Within hours, photos and videos showing the baby falling asleep in his arms went viral, gaining Daudpota widespread praise, with UN Women Pakistan declaring him a HeForShe Champion “for displaying empathy, gender sensitivity, respect and care” to a woman passenger.
HeForShe is a solidarity movement for the advancement of gender equality, initiated by the United Nations.
Indeed, says Daudpota, gender equality can make the world a better place.
“Every man should be a helping hand to a woman; because our religion teaches us equality of men, and women, the male and the female,” Daudpota told Arab News in an interview on Wednesday. “If each one plays their part positively by helping each other, the society, the country and whole world will be better … These are the lessons of the religion, which I was taught by my family, my mother, my father.”
Daudpota hails from Shikarpur, a small town in Pakistan’s southern Sindh province, and has been serving at PIA for the past 34 years. When the baby started crying on the plane, he said he first sent two women cabin crew to help, but when neither of them met with any luck, went to assist the mother himself.

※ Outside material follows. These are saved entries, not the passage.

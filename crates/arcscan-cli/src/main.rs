//! arcscan-cli - Command-line interface for arcscan
//!
//! This crate provides the `arcscan` binary:
//! - Checking a directory tree for archives that were never extracted
//! - Saving the results as a JSON report
//! - Extracting pending archives in one batch, or a single archive on demand

use anyhow::{anyhow, Result};
use arcscan_core::config::Config;
use arcscan_core::{
    extract_archive, Driver, ExtractOutcome, OutputFormat, Question, ReportTarget, ScanOptions,
};
use clap::{Parser, Subcommand};
use std::io;
use std::path::PathBuf;
use std::process;
use tracing::{error, info};
use tracing_subscriber::EnvFilter;

mod prompt;

use prompt::CliConfirm;

/// arcscan - find archives that were never extracted
///
/// An archive counts as extracted when a file or folder with the same base
/// name sits anywhere in the tree, e.g. `photos.zip` next to `photos/`.
#[derive(Parser)]
#[command(name = "arcscan")]
#[command(author, version, about = "Find archives that were never extracted", long_about = None)]
struct Cli {
    /// Enable verbose output for debugging
    #[arg(short, long, global = true)]
    verbose: bool,

    /// Suppress all output except errors
    #[arg(short, long, global = true)]
    quiet: bool,

    #[command(subcommand)]
    command: Commands,
}

#[derive(Subcommand)]
enum Commands {
    /// Check a directory for unextracted archives
    Check {
        /// Directory to check (defaults to scan.root from the config file)
        root: Option<PathBuf>,

        /// Save the results without asking, optionally to FILE
        #[arg(long, value_name = "FILE", num_args = 0..=1)]
        save: Option<Option<PathBuf>>,

        /// Extract the pending archives without asking
        #[arg(long)]
        extract: bool,

        /// Answer yes to every question
        #[arg(short, long)]
        yes: bool,

        /// Never prompt; anything not requested by a flag is declined
        #[arg(long, conflicts_with = "yes")]
        no_input: bool,

        /// Print the results as JSON instead of the text report
        #[arg(long)]
        json: bool,

        /// Follow symlinks while walking the tree
        #[arg(long)]
        follow_links: bool,
    },

    /// Extract a single archive
    Extract {
        /// Archive file to extract
        archive: PathBuf,

        /// Output directory (defaults to a folder named after the archive)
        #[arg(short, long)]
        output: Option<PathBuf>,
    },

    /// Show configuration
    Config {
        /// Show current configuration
        #[arg(long, conflicts_with = "path")]
        show: bool,

        /// Show configuration file path
        #[arg(long, conflicts_with = "show")]
        path: bool,
    },
}

fn setup_logging(verbose: bool, quiet: bool) {
    // fatal errors are still reported under --quiet
    let filter = if quiet {
        EnvFilter::new("error")
    } else if verbose {
        EnvFilter::new("debug")
    } else {
        EnvFilter::new("info")
    };

    tracing_subscriber::fmt()
        .with_env_filter(filter)
        .with_target(false)
        .with_thread_ids(false)
        .with_thread_names(false)
        .with_writer(std::io::stderr)
        .init();
}

fn main() {
    let result = run();

    match result {
        Ok(_) => process::exit(0),
        Err(e) => {
            error!("Error: {}", e);

            let exit_code = map_error_to_exit_code(&e);
            process::exit(exit_code);
        }
    }
}

fn run() -> Result<()> {
    let cli = Cli::parse();

    setup_logging(cli.verbose, cli.quiet);

    match cli.command {
        Commands::Check {
            root,
            save,
            extract,
            yes,
            no_input,
            json,
            follow_links,
        } => {
            let config = Config::load_or_default();

            let root = root.or_else(|| config.scan.root.clone()).ok_or_else(|| {
                anyhow!("Missing root argument: pass a directory or set scan.root in the config")
            })?;

            let scan_options = ScanOptions {
                follow_links: follow_links || config.scan.follow_links,
            };

            let report_target = match (&save, &config.report.output_dir) {
                (Some(Some(file)), _) => ReportTarget::File(file.clone()),
                (_, Some(dir)) => ReportTarget::Dir(dir.clone()),
                _ => ReportTarget::CurrentDir,
            };

            let mut confirm = CliConfirm::interactive();
            if save.is_some() {
                confirm = confirm.answer(Question::SaveResults, true);
            }
            if extract {
                confirm = confirm.answer(Question::ExtractArchives, true);
            }
            if no_input {
                confirm = confirm.answer_rest(false);
            } else if yes || config.prompt.assume_yes {
                confirm = confirm.answer_rest(true);
            } else if json {
                confirm = confirm.answer_rest(false);
            }

            let output_format = if json {
                OutputFormat::Json
            } else {
                OutputFormat::Text
            };

            info!("Checking directory: {}", root.display());
            let driver = Driver::new(&root)
                .with_scan_options(scan_options)
                .with_report_target(report_target)
                .with_output_format(output_format);

            let stdout = io::stdout();
            let mut out = stdout.lock();
            let summary = driver.run(&mut confirm, &mut out)?;

            if let Some(batch) = &summary.extraction {
                batch.ensure_success()?;
            }
        }

        Commands::Extract { archive, output } => {
            info!("Extracting archive: {}", archive.display());

            match extract_archive(&archive, output.as_deref())? {
                ExtractOutcome::Extracted {
                    format,
                    destination,
                } => {
                    println!(
                        "Extracted {} archive to {}",
                        format,
                        destination.display()
                    );
                }
                ExtractOutcome::Unsupported { path } => {
                    println!("Skipped unsupported archive: {}", path.display());
                }
            }
        }

        Commands::Config { show: _, path } => {
            if path {
                let config_path = Config::config_path()
                    .map_err(|e| anyhow!("Failed to get config path: {}", e))?;
                println!("{}", config_path.display());
            } else {
                let config = Config::load()?;
                println!("{}", toml::to_string_pretty(&config)?);
            }
        }
    }

    Ok(())
}

fn map_error_to_exit_code(err: &anyhow::Error) -> i32 {
    use arcscan_core::Error;

    if let Some(core_err) = err.downcast_ref::<Error>() {
        match core_err {
            Error::Io(_) => 2,
            Error::DirectoryNotFound(_) => 2,
            Error::InvalidPath(_) => 3,
            Error::Zip(_) => 4,
            Error::SevenZ(_) => 4,
            Error::Rar(_) => 4,
            Error::PartialFailure { .. } => 4,
            Error::Json(_) => 1,
            Error::Config(_) => 1,
            Error::Other(_) => 1,
        }
    } else if err.is::<std::io::Error>() {
        2
    } else if err.to_string().contains("argument") {
        3
    } else {
        1
    }
}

“I took the baby ... and he was looking at me and then when I took him on the shoulder, he slept well and took proper rest,” the flight attendant said.
A video shared by PIA shows him being decorated with a UN Women Pakistan medal.
Mr. Touheed Daudpota, crew of #PIA, whose photos of soothing a baby went viral, was declared by @unwomen_pak the #HeforShe champion for displaying empathy, gender sensitivity, respect & care to a women pax, upholding long traditions of '#GreatPeopletoFlyWith' #GenerationEquality pic.twitter.com/Gr76ZeRIeL
— PIA (@Official_PIA) March 22, 2021
“I’m glad to serve this airline, this nation, the whole world, wherever PIA goes and lands,” Daudpota said, adding that he was grateful for the recognition and hoped it could help change social norms that made childcare solely a woman’s job.
“This is a combined effort in a normal life,” he said, adding that children are as much the responsibility of fathers as they are of mothers. “We take care of our babies.”